Getting overwhelmed with SMS or IMs from your Twitter list? Annoyed by random friend requests? Tried Twitter at SxSW and now you think it's about to Jump the Shark already?
Ease back on the throttle there, Fonzie. Twitter is no different than MySpace or Flickr or Blogger except in its immediacy and constant freshness, which accelerates everything. Every social web app goes through the same cycle of use/abuse/acceptance. You just have to master it, and not let it master you.
As I've experienced them over the last year, here are
The 12 Stages of Twitter:
1. Curiosity
2. Interest
3. Novelty
4. Excitement
5. Inviting everyone you know
6. Optional: Inviting the wrong person (skip to 9)
7. Massive use / Addiction
8. Slight abuse / accidental use
9. Annoyance / Frustration
10. Cutting way back
11. "Going dark" (or going "private")
12. Acceptance (back to 1)
This morning, my best friend from high school announced the birth of his baby boy on Twitter. You can't tell me that Twitter is dying when there are moments like these to be shared. Quickly!
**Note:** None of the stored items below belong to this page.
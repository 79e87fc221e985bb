use std::collections::BTreeMap;
use std::sync::Arc;

use tracing::info;

use crate::capture;
use crate::codec::CallResult;
use crate::config::EngineConfig;
use crate::contract::{FunctionContract, FunctionRegistry};
use crate::descriptor::{build_descriptor, CallArguments};
use crate::dispatch::{Dispatcher, NativeBody, SandboxSettings};
use crate::error::{EngineError, Result};
use crate::gate::CacheGate;
use crate::record::{RecordLog, RocksRecordLog};
use crate::sandbox::SourceUnit;
use crate::store::{ContentStore, FilesystemStore};

/// Per-call execution options.
#[derive(Debug, Clone, Default)]
pub struct CallOptions {
    /// Skip the cache lookup; the call always executes and always inserts a
    /// fresh record.
    pub force_run: bool,
    /// Run inside this container image instead of in-process.
    pub container: Option<String>,
}

impl CallOptions {
    pub fn forced() -> Self {
        Self {
            force_run: true,
            container: None,
        }
    }

    pub fn in_container(image: impl Into<String>) -> Self {
        Self {
            force_run: false,
            container: Some(image.into()),
        }
    }
}

/// The memoization engine: registry, cache gate, and execution dispatch
/// behind one facade.
///
/// A single call executes synchronously on the invoking thread. Independent
/// calls may run concurrently from separate threads; the store and log are
/// shared and safe for concurrent use. Two concurrent calls with the same
/// descriptor hash are not coordinated: both may execute, both insert a
/// record, and read-time recency picks the winner.
pub struct Engine {
    config: EngineConfig,
    store: Arc<dyn ContentStore>,
    log: Arc<dyn RecordLog>,
    registry: FunctionRegistry,
}

impl Engine {
    /// Build an engine with the default filesystem store and RocksDB record
    /// log at the configured locations.
    pub fn new(config: EngineConfig) -> Result<Self> {
        let store = FilesystemStore::new(&config.store.dir).map_err(EngineError::Storage)?;
        let log = RocksRecordLog::open(&config.record_log.dir).map_err(EngineError::Storage)?;
        Ok(Self::with_components(config, Arc::new(store), Arc::new(log)))
    }

    /// Build an engine over externally constructed components.
    pub fn with_components(
        config: EngineConfig,
        store: Arc<dyn ContentStore>,
        log: Arc<dyn RecordLog>,
    ) -> Self {
        Self {
            config,
            store,
            log,
            registry: FunctionRegistry::new(),
        }
    }

    pub fn store(&self) -> &dyn ContentStore {
        &*self.store
    }

    pub fn register(&mut self, contract: FunctionContract, body: NativeBody) {
        self.registry.register(contract, body);
    }

    pub fn register_with_source(
        &mut self,
        contract: FunctionContract,
        body: NativeBody,
        source: SourceUnit,
    ) {
        self.registry.register_with_source(contract, body, source);
    }

    /// Invoke a registered function through the cache gate.
    ///
    /// Hit: the recorded result is reconstructed, its console output replayed
    /// on the real streams, and the body never runs. Miss: the body executes
    /// (locally or sandboxed), populated outputs are persisted into the
    /// content store, and a fresh record is appended.
    pub fn call(
        &self,
        name: &str,
        version: &str,
        args: CallArguments,
        options: CallOptions,
    ) -> Result<CallResult> {
        let function =
            self.registry
                .get(name, version)
                .ok_or_else(|| EngineError::FunctionNotRegistered {
                    name: name.to_string(),
                    version: version.to_string(),
                })?;

        let (descriptor, mut resolved) = build_descriptor(&function.contract, &args, &*self.store)?;
        let descriptor_hash = descriptor.canonical_hash(&*self.store);

        let gate = CacheGate::new(&*self.log, &*self.store);
        if let Some(result) = gate.lookup(&descriptor_hash, options.force_run) {
            // Scratch destinations allocated during resolution are unused on
            // a hit; no temporary path outlives the call.
            resolved.discard_temporary_outputs();
            capture::replay(&result.runtime_info);
            return Ok(result);
        }

        let dispatcher = Dispatcher::new(SandboxSettings {
            engine: &self.config.sandbox.engine,
            store_root: &self.config.store.dir,
        });
        let (return_value, runtime_info) =
            match dispatcher.run(function, &resolved, options.container.as_deref()) {
                Ok(outcome) => outcome,
                Err(e) => {
                    // Execution failed: no record, no leftover scratch files.
                    resolved.discard_temporary_outputs();
                    return Err(e);
                }
            };

        let mut outputs = BTreeMap::new();
        for (output_name, mut handle) in resolved.outputs {
            if handle.is_populated() {
                handle.persist(&*self.store).map_err(EngineError::Storage)?;
                outputs.insert(output_name, handle);
            } else {
                // Allocated but never written, e.g. an ignored optional
                // output: deleted without being persisted.
                handle.discard();
            }
        }

        let result = CallResult {
            descriptor,
            descriptor_hash: descriptor_hash.clone(),
            runtime_info,
            return_value,
            outputs,
            from_cache: false,
        };
        gate.store(&result)?;

        info!(
            operation = "engine.call",
            function = %name,
            descriptor_hash = %descriptor_hash,
            "call executed and recorded"
        );
        Ok(result)
    }
}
My advice to you: skip to Step 10. Try Jaiku for a while, if you absolutely must post from your phone. Get Twitteriffic or Twidget or the forthcoming Twitter Apollo app in order to deal with the deluge.
But remember one thing: folks younger than you don't mind the interruptions, the constant Tweets. They adapt. They turn off their phone's text alerts. They cull their friend list. They write some code to help filter their information.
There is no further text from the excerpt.